▶ **Exercise description**: In the records that follow, find the line with "-> Result<bool, SpecdeckError>;"; from there, retype every line exactly through the line with "if let Some(parent)", which also belongs to the answer.

# # # #

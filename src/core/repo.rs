//! Document repository: the only path by which engine code touches
//! proposal, spec, archive, maintenance, and rule documents.
//!
//! [`FsRepository`] is the real backend over a [`Layout`]. [`MemRepository`]
//! keeps everything in memory so consistency logic can be exercised without
//! a disk.

use crate::core::error::SpecdeckError;
use crate::core::layout::Layout;
use std::cell::RefCell;
use std::collections::BTreeMap;
use std::fs;
use std::io;
use std::path::Path;

pub trait Repository {
    /// Proposal slugs, sorted.
    fn list_proposals(&self) -> Result<Vec<String>, SpecdeckError>;
    fn proposal_exists(&self, slug: &str) -> Result<bool, SpecdeckError>;
    fn create_proposal(&self, slug: &str) -> Result<(), SpecdeckError>;
    /// Raw bytes of one proposal document; `None` when absent.
    fn read_document(&self, slug: &str, doc: &str) -> Result<Option<Vec<u8>>, SpecdeckError>;
    fn write_document(&self, slug: &str, doc: &str, content: &str) -> Result<(), SpecdeckError>;
    fn delete_proposal(&self, slug: &str) -> Result<(), SpecdeckError>;

    /// Completed specification slugs, sorted.
    fn list_completed(&self) -> Result<Vec<String>, SpecdeckError>;
    fn read_completed(&self, slug: &str) -> Result<Option<String>, SpecdeckError>;
    fn write_completed(&self, slug: &str, content: &str) -> Result<(), SpecdeckError>;

    fn write_archive(&self, slug: &str, doc: &str, content: &[u8]) -> Result<(), SpecdeckError>;
    /// File names archived under `slug`, sorted.
    fn list_archive(&self, slug: &str) -> Result<Vec<String>, SpecdeckError>;

    fn list_maintenance(&self) -> Result<Vec<String>, SpecdeckError>;
    fn read_maintenance(&self, slug: &str) -> Result<Option<String>, SpecdeckError>;
    fn write_maintenance(&self, slug: &str, content: &str) -> Result<(), SpecdeckError>;

    fn list_rules(&self) -> Result<Vec<String>, SpecdeckError>;

    /// Document as text; invalid UTF-8 is replaced rather than rejected.
    fn read_text(&self, slug: &str, doc: &str) -> Result<Option<String>, SpecdeckError> {
        Ok(self
            .read_document(slug, doc)?
            .map(|bytes| String::from_utf8_lossy(&bytes).into_owned()))
    }
}

#[derive(Debug, Clone)]
pub struct FsRepository {
    layout: Layout,
}

impl FsRepository {
    pub fn new(layout: Layout) -> Self {
        Self { layout }
    }

    pub fn layout(&self) -> &Layout {
        &self.layout
    }
}

fn read_optional(path: &Path) -> Result<Option<Vec<u8>>, SpecdeckError> {
    match fs::read(path) {
        Ok(bytes) => Ok(Some(bytes)),
        Err(e) if e.kind() == io::ErrorKind::NotFound => Ok(None),
        Err(e) => Err(SpecdeckError::io("read", path)(e)),
    }
}

fn write_with_parents(path: &Path, content: &[u8]) -> Result<(), SpecdeckError> {
    if let Some(parent) = path.parent() {
        fs::create_dir_all(parent).map_err(SpecdeckError::io("create dir", parent))?;
    }
    fs::write(path, content).map_err(SpecdeckError::io("write", path))
}

/// Sorted entry names of `dir`. A missing directory is empty.
fn list_entries(dir: &Path, want_dirs: bool, ext: Option<&str>) -> Result<Vec<String>, SpecdeckError> {
    let entries = match fs::read_dir(dir) {
        Ok(entries) => entries,
        Err(e) if e.kind() == io::ErrorKind::NotFound => return Ok(Vec::new()),
        Err(e) => return Err(SpecdeckError::io("list", dir)(e)),
    };
    let mut out = Vec::new();
    for entry in entries {
        let entry = entry.map_err(SpecdeckError::io("list", dir))?;
        let path = entry.path();
        if path.is_dir() != want_dirs {
            continue;
        }
        let name = match ext {
            Some(ext) => {
                if path.extension().and_then(|e| e.to_str()) != Some(ext) {
                    continue;
                }
                path.file_stem().map(|s| s.to_string_lossy().into_owned())
            }
            None => path.file_name().map(|s| s.to_string_lossy().into_owned()),
        };
        if let Some(name) = name.filter(|n| !n.starts_with('.')) {
            out.push(name);
        }
    }
    out.sort();
    Ok(out)
}

impl Repository for FsRepository {
    fn list_proposals(&self) -> Result<Vec<String>, SpecdeckError> {
        list_entries(&self.layout.proposals_dir(), true, None)
    }

    fn proposal_exists(&self, slug: &str) -> Result<bool, SpecdeckError> {
        Ok(self.layout.proposal_dir(slug).is_dir())
    }

    fn create_proposal(&self, slug: &str) -> Result<(), SpecdeckError> {
        let dir = self.layout.proposal_dir(slug);
        fs::create_dir_all(&dir).map_err(SpecdeckError::io("create dir", &dir))
    }

    fn read_document(&self, slug: &str, doc: &str) -> Result<Option<Vec<u8>>, SpecdeckError> {
        read_optional(&self.layout.proposal_dir(slug).join(doc))
    }

    fn write_document(&self, slug: &str, doc: &str, content: &str) -> Result<(), SpecdeckError> {
        write_with_parents(&self.layout.proposal_dir(slug).join(doc), content.as_bytes())
    }

    fn delete_proposal(&self, slug: &str) -> Result<(), SpecdeckError> {
        let dir = self.layout.proposal_dir(slug);
        fs::remove_dir_all(&dir).map_err(SpecdeckError::io("delete", &dir))
    }

    fn list_completed(&self) -> Result<Vec<String>, SpecdeckError> {
        list_entries(&self.layout.specs_dir(), false, Some("md"))
    }

    fn read_completed(&self, slug: &str) -> Result<Option<String>, SpecdeckError> {
        Ok(read_optional(&self.layout.spec_path(slug))?
            .map(|bytes| String::from_utf8_lossy(&bytes).into_owned()))
    }

    fn write_completed(&self, slug: &str, content: &str) -> Result<(), SpecdeckError> {
        write_with_parents(&self.layout.spec_path(slug), content.as_bytes())
    }

    fn write_archive(&self, slug: &str, doc: &str, content: &[u8]) -> Result<(), SpecdeckError> {
        write_with_parents(&self.layout.archive_dir().join(slug).join(doc), content)
    }

    fn list_archive(&self, slug: &str) -> Result<Vec<String>, SpecdeckError> {
        list_entries(&self.layout.archive_dir().join(slug), false, None)
    }

    fn list_maintenance(&self) -> Result<Vec<String>, SpecdeckError> {
        list_entries(&self.layout.maintenance_dir(), false, Some("md"))
    }

    fn read_maintenance(&self, slug: &str) -> Result<Option<String>, SpecdeckError> {
        let path = self.layout.maintenance_dir().join(format!("{slug}.md"));
        Ok(read_optional(&path)?.map(|bytes| String::from_utf8_lossy(&bytes).into_owned()))
    }

    fn write_maintenance(&self, slug: &str, content: &str) -> Result<(), SpecdeckError> {
        let path = self.layout.maintenance_dir().join(format!("{slug}.md"));
        write_with_parents(&path, content.as_bytes())
    }

    fn list_rules(&self) -> Result<Vec<String>, SpecdeckError> {
        list_entries(&self.layout.rules_dir(), false, Some("md"))
    }
}

type Docs = BTreeMap<String, Vec<u8>>;

#[derive(Debug, Default)]
struct MemTree {
    proposals: BTreeMap<String, Docs>,
    completed: BTreeMap<String, String>,
    archive: BTreeMap<String, Docs>,
    maintenance: BTreeMap<String, String>,
    rules: BTreeMap<String, String>,
}

/// In-memory repository. Single-threaded, like the engine it backs.
#[derive(Debug, Default)]
pub struct MemRepository {
    tree: RefCell<MemTree>,
}

impl MemRepository {
    pub fn new() -> Self {
        Self::default()
    }

    pub fn with_proposal(self, slug: &str, docs: &[(&str, &str)]) -> Self {
        {
            let mut tree = self.tree.borrow_mut();
            let entry = tree.proposals.entry(slug.to_string()).or_default();
            for (doc, content) in docs {
                entry.insert(doc.to_string(), content.as_bytes().to_vec());
            }
        }
        self
    }

    pub fn with_completed(self, slug: &str, content: &str) -> Self {
        self.tree
            .borrow_mut()
            .completed
            .insert(slug.to_string(), content.to_string());
        self
    }

    pub fn with_maintenance(self, slug: &str, content: &str) -> Self {
        self.tree
            .borrow_mut()
            .maintenance
            .insert(slug.to_string(), content.to_string());
        self
    }

    pub fn with_rule(self, slug: &str, content: &str) -> Self {
        self.tree
            .borrow_mut()
            .rules
            .insert(slug.to_string(), content.to_string());
        self
    }

    pub fn remove_document(&self, slug: &str, doc: &str) {
        if let Some(docs) = self.tree.borrow_mut().proposals.get_mut(slug) {
            docs.remove(doc);
        }
    }
}

impl Repository for MemRepository {
    fn list_proposals(&self) -> Result<Vec<String>, SpecdeckError> {
        Ok(self.tree.borrow().proposals.keys().cloned().collect())
    }

    fn proposal_exists(&self, slug: &str) -> Result<bool, SpecdeckError> {
        Ok(self.tree.borrow().proposals.contains_key(slug))
    }

    fn create_proposal(&self, slug: &str) -> Result<(), SpecdeckError> {
        self.tree
            .borrow_mut()
            .proposals
            .entry(slug.to_string())
            .or_default();
        Ok(())
    }

    fn read_document(&self, slug: &str, doc: &str) -> Result<Option<Vec<u8>>, SpecdeckError> {
        Ok(self
            .tree
            .borrow()
            .proposals
            .get(slug)
            .and_then(|docs| docs.get(doc))
            .cloned())
    }

    fn write_document(&self, slug: &str, doc: &str, content: &str) -> Result<(), SpecdeckError> {
        self.tree
            .borrow_mut()
            .proposals
            .entry(slug.to_string())
            .or_default()
            .insert(doc.to_string(), content.as_bytes().to_vec());
        Ok(())
    }

    fn delete_proposal(&self, slug: &str) -> Result<(), SpecdeckError> {
        self.tree
            .borrow_mut()
            .proposals
            .remove(slug)
            .map(|_| ())
            .ok_or_else(|| SpecdeckError::NotFound(format!("proposal {slug}")))
    }

    fn list_completed(&self) -> Result<Vec<String>, SpecdeckError> {
        Ok(self.tree.borrow().completed.keys().cloned().collect())
    }

    fn read_completed(&self, slug: &str) -> Result<Option<String>, SpecdeckError> {
        Ok(self.tree.borrow().completed.get(slug).cloned())
    }

    fn write_completed(&self, slug: &str, content: &str) -> Result<(), SpecdeckError> {
        self.tree
            .borrow_mut()
            .completed
            .insert(slug.to_string(), content.to_string());
        Ok(())
    }

    fn write_archive(&self, slug: &str, doc: &str, content: &[u8]) -> Result<(), SpecdeckError> {
        self.tree
            .borrow_mut()
            .archive
            .entry(slug.to_string())
            .or_default()
            .insert(doc.to_string(), content.to_vec());
        Ok(())
    }

    fn list_archive(&self, slug: &str) -> Result<Vec<String>, SpecdeckError> {
        Ok(self
            .tree
            .borrow()
            .archive
            .get(slug)
            .map(|docs| docs.keys().cloned().collect())
            .unwrap_or_default())
    }

    fn list_maintenance(&self) -> Result<Vec<String>, SpecdeckError> {
        Ok(self.tree.borrow().maintenance.keys().cloned().collect())
    }

    fn read_maintenance(&self, slug: &str) -> Result<Option<String>, SpecdeckError> {
        Ok(self.tree.borrow().maintenance.get(slug).cloned())
    }

    fn write_maintenance(&self, slug: &str, content: &str) -> Result<(), SpecdeckError> {
        self.tree
            .borrow_mut()
            .maintenance
            .insert(slug.to_string(), content.to_string());
        Ok(())
    }

    fn list_rules(&self) -> Result<Vec<String>, SpecdeckError> {
        Ok(self.tree.borrow().rules.keys().cloned().collect())
    }
}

# # # #

▶ **Task result**:
    fn proposal_exists(&self, slug: &str) -> Result<bool, SpecdeckError>;
    fn create_proposal(&self, slug: &str) -> Result<(), SpecdeckError>;
    /// Raw bytes of one proposal document; `None` when absent.
    fn read_document(&self, slug: &str, doc: &str) -> Result<Option<Vec<u8>>, SpecdeckError>;
    fn write_document(&self, slug: &str, doc: &str, content: &str) -> Result<(), SpecdeckError>;
    fn delete_proposal(&self, slug: &str) -> Result<(), SpecdeckError>;

    /// Completed specification slugs, sorted.
    fn list_completed(&self) -> Result<Vec<String>, SpecdeckError>;
    fn read_completed(&self, slug: &str) -> Result<Option<String>, SpecdeckError>;
    fn write_completed(&self, slug: &str, content: &str) -> Result<(), SpecdeckError>;

    fn write_archive(&self, slug: &str, doc: &str, content: &[u8]) -> Result<(), SpecdeckError>;
    /// File names archived under `slug`, sorted.
    fn list_archive(&self, slug: &str) -> Result<Vec<String>, SpecdeckError>;

    fn list_maintenance(&self) -> Result<Vec<String>, SpecdeckError>;
    fn read_maintenance(&self, slug: &str) -> Result<Option<String>, SpecdeckError>;
    fn write_maintenance(&self, slug: &str, content: &str) -> Result<(), SpecdeckError>;

    fn list_rules(&self) -> Result<Vec<String>, SpecdeckError>;

    /// Document as text; invalid UTF-8 is replaced rather than rejected.
    fn read_text(&self, slug: &str, doc: &str) -> Result<Option<String>, SpecdeckError> {
        Ok(self
            .read_document(slug, doc)?
            .map(|bytes| String::from_utf8_lossy(&bytes).into_owned()))
    }
}

#[derive(Debug, Clone)]
pub struct FsRepository {
    layout: Layout,
}

impl FsRepository {
    pub fn new(layout: Layout) -> Self {
        Self { layout }
    }

    pub fn layout(&self) -> &Layout {
        &self.layout
    }
}

fn read_optional(path: &Path) -> Result<Option<Vec<u8>>, SpecdeckError> {
    match fs::read(path) {
        Ok(bytes) => Ok(Some(bytes)),
        Err(e) if e.kind() == io::ErrorKind::NotFound => Ok(None),
        Err(e) => Err(SpecdeckError::io("read", path)(e)),
    }
}

fn write_with_parents(path: &Path, content: &[u8]) -> Result<(), SpecdeckError> {
    if let Some(parent) = path.parent() {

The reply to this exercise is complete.